Erin Bolger had a vision of what she wanted her maiden manuscript to look like in published form: A country-meets-city cookbook with punchy colours, vivid photographs and an openness about herself at the “heart” of the book.
“I thought publishers might want to take that out and make it a little more safe,” said the Toronto-via-Blyth, Ont. author. “They might want to change the title or direction of the book.”
Instead, she took the reins — and complete creative control — before publishers could, opting to self-publish The Happy Baker: A Dater’s Guide to Emotional Baking. Using connections she made working as a makeup artist and in television, Bolger hired a photographer and designer and sought out an Ottawa printer to turn her literary loaf from dough to dessert.
But it didn’t come without work. “With self-publishing, you’re doing everything,” said Bolger, who estimates she worked 12 hours a day for a year, “I’m the one driving my books to the Chapters distribution centre. I still have to do all my own PR.” And as someone who had never entered debt, going $45,000 into the red was a setback she took on largely because of wider economic circumstances. “In a way, the economy being the way it was, was the reason I decided to do it. Everybody was in debt. I just thought I’d be in debt with everyone else.”
By Keith Ogorek’s measure, it may have been Bolger’s best bet. The vice president of marketing for Bloomintgon, Ind.-based Author Solutions, a network of self-publishing companies, said money woes have categorically affected traditional publishers, who are acquiring less content and investing more in “celebrity author” sure bets instead of up-and-coming writers.
“It’s really squeezed the market, including an author’s ability to get their books into the market and develop a following,” he said. “Self-publishing allows an author to invest in their work, whereas before, they would have been completely and fully dependent on a traditional publisher liking their work.”

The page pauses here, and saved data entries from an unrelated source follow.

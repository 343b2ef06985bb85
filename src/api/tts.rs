use axum::extract::rejection::JsonRejection;
use axum::extract::State;
use axum::http::header;
use axum::response::{IntoResponse, Response};
use axum::Json;
use serde::Deserialize;

use crate::error::ApiError;
use crate::AppState;

#[derive(Debug, Deserialize)]
pub struct TtsRequest {
    pub text: String,
    pub voice_id: Option<String>,
}

/// POST /api/tts: voice previews for the dashboard. Returns MP3 bytes.
pub async fn handle_tts(
    State(state): State<AppState>,
    payload: Result<Json<TtsRequest>, JsonRejection>,
) -> Result<Response, ApiError> {
    let Json(req) = payload?;
    let audio = state
        .tts
        .synthesize(&req.text, req.voice_id.as_deref())
        .await?;
    tracing::debug!(bytes = audio.len(), "TTS preview ready");
    Ok(([(header::CONTENT_TYPE, "audio/mpeg")], audio).into_response())
}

And the price of a publisher picking up an unknown’s work can be hefty, yielding a new author about one dollar per book. But Ogorek said direct distribution enables authors to earn higher royalties, a trend he said is akin to what’s already happened in film and music. “Artists (who) really believe in their work have circumvented the traditional major channels to invest in their own films and distribution, music and recordings. Now, it’s become the same trend in publishing.”